Your task: Copy each line below in which the string "after" occurs.

[Stored data entries]
============

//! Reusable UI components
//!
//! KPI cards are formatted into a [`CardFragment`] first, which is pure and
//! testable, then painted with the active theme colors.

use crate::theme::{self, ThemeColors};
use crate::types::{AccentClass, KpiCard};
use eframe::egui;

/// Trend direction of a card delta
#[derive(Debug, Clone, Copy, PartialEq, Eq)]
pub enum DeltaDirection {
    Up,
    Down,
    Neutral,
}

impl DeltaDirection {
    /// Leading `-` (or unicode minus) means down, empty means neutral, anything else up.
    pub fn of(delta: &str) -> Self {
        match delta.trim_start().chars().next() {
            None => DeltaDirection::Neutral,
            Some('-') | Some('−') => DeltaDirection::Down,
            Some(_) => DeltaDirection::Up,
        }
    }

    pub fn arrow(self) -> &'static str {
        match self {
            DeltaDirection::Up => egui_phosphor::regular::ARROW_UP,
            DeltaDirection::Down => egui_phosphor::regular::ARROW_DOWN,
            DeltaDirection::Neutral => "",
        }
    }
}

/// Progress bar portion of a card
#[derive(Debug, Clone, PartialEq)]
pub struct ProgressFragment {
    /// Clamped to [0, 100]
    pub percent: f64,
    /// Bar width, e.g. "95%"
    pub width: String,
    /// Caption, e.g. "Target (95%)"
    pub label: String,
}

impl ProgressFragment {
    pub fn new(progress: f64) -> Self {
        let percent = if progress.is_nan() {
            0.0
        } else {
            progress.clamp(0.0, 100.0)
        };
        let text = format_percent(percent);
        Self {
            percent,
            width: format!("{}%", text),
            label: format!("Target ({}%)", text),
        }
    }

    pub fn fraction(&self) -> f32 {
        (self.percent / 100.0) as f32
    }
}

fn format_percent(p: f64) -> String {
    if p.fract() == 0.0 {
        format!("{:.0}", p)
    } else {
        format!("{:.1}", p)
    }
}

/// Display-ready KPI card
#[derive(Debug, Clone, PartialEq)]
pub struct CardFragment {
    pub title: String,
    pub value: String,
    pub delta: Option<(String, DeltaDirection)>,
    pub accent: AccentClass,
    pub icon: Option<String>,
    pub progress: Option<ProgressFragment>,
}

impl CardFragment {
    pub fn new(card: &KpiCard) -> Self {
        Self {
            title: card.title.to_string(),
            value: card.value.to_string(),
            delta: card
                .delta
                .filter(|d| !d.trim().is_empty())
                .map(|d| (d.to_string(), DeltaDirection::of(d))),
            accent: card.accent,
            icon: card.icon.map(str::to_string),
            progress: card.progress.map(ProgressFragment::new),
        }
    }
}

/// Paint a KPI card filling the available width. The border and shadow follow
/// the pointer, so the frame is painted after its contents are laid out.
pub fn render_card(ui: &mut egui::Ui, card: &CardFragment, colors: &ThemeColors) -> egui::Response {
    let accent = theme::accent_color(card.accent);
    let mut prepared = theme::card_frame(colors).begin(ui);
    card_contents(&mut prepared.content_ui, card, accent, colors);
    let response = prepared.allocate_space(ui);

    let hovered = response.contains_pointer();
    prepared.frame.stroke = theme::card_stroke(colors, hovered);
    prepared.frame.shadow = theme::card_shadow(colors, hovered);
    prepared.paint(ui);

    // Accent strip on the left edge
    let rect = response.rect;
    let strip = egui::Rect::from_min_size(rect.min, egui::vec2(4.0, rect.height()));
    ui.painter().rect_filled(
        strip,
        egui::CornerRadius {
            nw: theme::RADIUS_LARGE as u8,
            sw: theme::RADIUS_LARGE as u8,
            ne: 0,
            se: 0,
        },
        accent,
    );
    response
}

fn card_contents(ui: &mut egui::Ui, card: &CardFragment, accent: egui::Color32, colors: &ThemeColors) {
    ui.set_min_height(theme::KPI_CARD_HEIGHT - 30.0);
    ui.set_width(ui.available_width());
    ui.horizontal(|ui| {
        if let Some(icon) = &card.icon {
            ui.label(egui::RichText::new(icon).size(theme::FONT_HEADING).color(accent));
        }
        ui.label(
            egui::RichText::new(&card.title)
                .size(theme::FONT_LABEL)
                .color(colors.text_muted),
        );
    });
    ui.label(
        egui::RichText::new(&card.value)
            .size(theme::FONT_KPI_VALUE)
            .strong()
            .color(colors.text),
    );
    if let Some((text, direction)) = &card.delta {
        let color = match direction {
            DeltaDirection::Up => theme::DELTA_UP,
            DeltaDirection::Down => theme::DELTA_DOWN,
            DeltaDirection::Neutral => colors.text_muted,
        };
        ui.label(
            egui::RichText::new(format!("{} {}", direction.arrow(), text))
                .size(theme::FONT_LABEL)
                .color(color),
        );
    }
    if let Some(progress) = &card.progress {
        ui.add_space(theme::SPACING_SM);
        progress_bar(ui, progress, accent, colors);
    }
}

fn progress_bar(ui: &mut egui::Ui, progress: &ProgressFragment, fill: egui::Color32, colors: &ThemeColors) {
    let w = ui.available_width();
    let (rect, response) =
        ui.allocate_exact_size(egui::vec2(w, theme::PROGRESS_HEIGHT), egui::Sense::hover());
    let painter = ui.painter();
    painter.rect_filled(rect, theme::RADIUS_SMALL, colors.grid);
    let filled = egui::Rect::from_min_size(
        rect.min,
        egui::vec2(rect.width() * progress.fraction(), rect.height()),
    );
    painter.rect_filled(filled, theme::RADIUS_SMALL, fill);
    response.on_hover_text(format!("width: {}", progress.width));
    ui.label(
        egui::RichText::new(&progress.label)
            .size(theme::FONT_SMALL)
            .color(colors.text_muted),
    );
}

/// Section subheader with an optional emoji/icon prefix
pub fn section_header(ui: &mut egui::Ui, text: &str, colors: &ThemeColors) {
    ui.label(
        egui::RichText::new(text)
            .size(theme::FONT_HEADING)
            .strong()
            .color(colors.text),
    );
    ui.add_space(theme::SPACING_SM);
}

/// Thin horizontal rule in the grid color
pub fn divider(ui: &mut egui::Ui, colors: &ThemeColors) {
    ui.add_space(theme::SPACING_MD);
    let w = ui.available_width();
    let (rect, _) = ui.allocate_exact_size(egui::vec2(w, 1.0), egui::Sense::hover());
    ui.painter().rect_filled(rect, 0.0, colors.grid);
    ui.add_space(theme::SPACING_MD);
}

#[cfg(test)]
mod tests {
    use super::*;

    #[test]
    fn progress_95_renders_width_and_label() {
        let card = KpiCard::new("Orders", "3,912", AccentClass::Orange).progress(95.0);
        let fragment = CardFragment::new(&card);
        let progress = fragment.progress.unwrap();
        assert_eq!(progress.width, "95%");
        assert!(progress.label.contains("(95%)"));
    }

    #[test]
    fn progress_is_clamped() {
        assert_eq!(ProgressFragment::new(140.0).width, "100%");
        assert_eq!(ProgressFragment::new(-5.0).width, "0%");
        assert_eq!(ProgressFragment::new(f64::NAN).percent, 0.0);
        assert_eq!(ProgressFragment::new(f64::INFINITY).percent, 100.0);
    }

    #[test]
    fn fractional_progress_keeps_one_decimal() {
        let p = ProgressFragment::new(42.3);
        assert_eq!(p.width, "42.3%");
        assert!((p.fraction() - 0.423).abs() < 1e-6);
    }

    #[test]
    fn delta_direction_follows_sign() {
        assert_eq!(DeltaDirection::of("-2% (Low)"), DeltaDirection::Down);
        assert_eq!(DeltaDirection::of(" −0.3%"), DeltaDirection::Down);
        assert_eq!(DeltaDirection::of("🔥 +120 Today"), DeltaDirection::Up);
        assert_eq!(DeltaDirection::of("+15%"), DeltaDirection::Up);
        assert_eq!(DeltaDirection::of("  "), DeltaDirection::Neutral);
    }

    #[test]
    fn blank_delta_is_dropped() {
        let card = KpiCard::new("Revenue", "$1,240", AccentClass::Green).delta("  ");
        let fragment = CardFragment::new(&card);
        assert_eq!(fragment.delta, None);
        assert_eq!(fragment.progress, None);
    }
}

============

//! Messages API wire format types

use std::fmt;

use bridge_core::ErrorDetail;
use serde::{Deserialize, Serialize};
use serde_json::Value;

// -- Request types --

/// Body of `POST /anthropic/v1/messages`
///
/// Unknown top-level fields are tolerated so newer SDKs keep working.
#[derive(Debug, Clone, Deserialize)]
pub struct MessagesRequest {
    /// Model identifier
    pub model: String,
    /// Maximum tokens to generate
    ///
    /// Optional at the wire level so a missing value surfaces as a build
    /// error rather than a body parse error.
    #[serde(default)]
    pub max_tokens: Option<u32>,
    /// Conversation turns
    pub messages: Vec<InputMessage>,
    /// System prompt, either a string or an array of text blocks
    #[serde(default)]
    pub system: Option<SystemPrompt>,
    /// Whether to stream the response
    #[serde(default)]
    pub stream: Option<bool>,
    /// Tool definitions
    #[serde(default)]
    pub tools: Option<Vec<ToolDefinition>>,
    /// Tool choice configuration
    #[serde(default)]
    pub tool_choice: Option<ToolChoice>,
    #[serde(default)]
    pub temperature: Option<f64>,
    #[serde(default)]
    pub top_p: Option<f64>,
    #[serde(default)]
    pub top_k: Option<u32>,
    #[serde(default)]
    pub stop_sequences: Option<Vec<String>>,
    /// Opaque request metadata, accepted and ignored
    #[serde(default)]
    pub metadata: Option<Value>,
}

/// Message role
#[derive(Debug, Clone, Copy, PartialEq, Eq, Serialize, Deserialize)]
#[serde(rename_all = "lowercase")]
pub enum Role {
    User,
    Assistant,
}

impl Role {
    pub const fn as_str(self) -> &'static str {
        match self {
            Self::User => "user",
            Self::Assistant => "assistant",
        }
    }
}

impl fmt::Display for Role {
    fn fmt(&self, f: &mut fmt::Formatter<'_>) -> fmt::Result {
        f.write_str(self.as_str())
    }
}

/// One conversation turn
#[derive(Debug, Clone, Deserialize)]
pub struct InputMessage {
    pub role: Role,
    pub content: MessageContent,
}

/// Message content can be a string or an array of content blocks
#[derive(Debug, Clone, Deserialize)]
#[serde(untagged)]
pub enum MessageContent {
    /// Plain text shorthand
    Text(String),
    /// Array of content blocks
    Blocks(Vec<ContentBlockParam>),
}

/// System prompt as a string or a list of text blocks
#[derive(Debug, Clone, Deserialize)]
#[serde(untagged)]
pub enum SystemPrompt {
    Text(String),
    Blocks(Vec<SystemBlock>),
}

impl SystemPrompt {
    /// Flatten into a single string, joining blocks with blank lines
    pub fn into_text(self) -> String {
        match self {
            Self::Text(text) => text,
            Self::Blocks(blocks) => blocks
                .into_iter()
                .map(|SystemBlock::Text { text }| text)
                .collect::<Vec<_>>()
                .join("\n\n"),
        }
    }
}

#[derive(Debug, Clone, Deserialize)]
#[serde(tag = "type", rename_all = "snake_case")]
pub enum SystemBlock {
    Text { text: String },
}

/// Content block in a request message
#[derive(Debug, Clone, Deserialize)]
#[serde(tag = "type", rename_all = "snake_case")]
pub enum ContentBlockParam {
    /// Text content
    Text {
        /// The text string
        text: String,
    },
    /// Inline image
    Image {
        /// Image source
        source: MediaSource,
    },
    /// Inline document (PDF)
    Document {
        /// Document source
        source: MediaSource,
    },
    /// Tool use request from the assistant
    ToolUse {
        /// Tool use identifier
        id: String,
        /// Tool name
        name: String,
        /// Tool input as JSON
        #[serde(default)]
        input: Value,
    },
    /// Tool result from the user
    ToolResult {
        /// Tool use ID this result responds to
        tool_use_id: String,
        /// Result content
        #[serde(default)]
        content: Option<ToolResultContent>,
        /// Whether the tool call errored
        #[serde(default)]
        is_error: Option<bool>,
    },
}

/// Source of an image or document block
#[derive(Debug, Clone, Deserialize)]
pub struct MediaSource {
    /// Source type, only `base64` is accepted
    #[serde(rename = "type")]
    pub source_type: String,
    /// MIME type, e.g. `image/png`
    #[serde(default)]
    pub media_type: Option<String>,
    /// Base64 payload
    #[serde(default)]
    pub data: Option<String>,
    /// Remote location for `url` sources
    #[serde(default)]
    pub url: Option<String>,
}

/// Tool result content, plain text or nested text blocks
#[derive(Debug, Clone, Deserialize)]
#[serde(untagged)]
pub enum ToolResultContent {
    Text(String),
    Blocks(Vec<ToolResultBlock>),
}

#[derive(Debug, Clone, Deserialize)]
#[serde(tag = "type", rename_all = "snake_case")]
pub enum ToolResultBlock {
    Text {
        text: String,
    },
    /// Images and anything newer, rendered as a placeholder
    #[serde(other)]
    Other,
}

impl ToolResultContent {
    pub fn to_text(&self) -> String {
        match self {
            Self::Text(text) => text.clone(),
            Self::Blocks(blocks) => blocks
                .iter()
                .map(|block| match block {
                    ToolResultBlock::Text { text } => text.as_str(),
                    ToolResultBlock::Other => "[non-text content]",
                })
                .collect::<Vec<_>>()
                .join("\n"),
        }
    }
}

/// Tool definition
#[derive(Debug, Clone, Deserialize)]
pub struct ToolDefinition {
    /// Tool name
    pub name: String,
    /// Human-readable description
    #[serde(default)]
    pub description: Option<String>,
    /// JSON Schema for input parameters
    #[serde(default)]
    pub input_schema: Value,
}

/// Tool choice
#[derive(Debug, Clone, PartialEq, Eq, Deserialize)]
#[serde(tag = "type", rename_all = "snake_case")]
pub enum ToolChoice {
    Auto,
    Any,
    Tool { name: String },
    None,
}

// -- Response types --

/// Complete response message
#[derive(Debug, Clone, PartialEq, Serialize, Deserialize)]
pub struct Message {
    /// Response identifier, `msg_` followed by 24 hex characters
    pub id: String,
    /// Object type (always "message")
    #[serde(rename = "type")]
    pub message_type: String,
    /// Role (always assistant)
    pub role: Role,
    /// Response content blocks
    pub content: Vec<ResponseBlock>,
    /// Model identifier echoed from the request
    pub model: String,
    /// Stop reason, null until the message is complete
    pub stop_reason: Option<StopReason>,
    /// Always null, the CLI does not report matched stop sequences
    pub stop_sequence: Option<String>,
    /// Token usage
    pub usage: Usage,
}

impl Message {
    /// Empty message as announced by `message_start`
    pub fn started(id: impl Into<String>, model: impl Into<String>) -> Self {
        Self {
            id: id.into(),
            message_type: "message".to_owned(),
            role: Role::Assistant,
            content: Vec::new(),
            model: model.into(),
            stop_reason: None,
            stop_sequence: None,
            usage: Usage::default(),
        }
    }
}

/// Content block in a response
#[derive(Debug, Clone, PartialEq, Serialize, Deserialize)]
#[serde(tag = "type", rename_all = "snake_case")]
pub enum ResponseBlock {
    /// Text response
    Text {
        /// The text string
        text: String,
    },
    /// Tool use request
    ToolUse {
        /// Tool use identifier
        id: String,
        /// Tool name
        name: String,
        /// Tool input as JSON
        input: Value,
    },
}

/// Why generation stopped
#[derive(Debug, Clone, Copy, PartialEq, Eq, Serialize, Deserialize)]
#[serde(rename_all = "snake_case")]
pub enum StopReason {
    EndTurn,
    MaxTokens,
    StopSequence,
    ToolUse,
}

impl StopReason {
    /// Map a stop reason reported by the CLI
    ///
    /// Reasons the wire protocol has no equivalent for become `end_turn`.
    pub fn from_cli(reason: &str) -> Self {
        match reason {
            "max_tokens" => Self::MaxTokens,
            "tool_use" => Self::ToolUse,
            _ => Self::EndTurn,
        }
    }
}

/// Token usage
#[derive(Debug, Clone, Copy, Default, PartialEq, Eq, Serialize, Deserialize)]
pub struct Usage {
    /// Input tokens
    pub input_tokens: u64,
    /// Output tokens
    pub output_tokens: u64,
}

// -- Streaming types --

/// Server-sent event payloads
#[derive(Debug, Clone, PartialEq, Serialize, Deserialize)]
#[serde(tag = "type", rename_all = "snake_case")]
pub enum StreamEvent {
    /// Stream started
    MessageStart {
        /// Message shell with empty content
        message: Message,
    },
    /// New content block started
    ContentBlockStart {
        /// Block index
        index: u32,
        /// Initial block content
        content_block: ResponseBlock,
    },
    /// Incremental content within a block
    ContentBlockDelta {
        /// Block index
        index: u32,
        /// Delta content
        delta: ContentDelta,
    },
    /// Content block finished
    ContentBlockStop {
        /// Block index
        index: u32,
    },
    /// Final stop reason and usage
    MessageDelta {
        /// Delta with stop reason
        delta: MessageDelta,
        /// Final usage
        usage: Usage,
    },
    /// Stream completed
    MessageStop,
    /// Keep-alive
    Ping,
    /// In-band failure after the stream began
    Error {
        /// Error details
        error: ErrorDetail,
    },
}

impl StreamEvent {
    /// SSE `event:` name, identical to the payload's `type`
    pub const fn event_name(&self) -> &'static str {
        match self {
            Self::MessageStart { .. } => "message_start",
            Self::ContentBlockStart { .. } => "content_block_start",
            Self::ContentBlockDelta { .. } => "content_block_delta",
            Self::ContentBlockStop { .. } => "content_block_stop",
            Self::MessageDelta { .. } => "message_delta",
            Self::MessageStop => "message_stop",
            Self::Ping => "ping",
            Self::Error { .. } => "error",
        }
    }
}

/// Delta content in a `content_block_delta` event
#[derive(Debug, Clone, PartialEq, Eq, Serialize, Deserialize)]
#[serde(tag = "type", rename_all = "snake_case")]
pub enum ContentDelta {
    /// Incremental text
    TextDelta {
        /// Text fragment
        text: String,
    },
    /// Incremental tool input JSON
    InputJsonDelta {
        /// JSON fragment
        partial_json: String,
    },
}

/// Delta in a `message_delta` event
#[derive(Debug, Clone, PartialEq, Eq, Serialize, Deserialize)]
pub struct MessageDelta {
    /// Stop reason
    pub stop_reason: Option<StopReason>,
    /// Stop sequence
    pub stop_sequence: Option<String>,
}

============

Expected output:
/// the pointer, so the frame is painted after its contents are laid out.
    /// In-band failure after the stream began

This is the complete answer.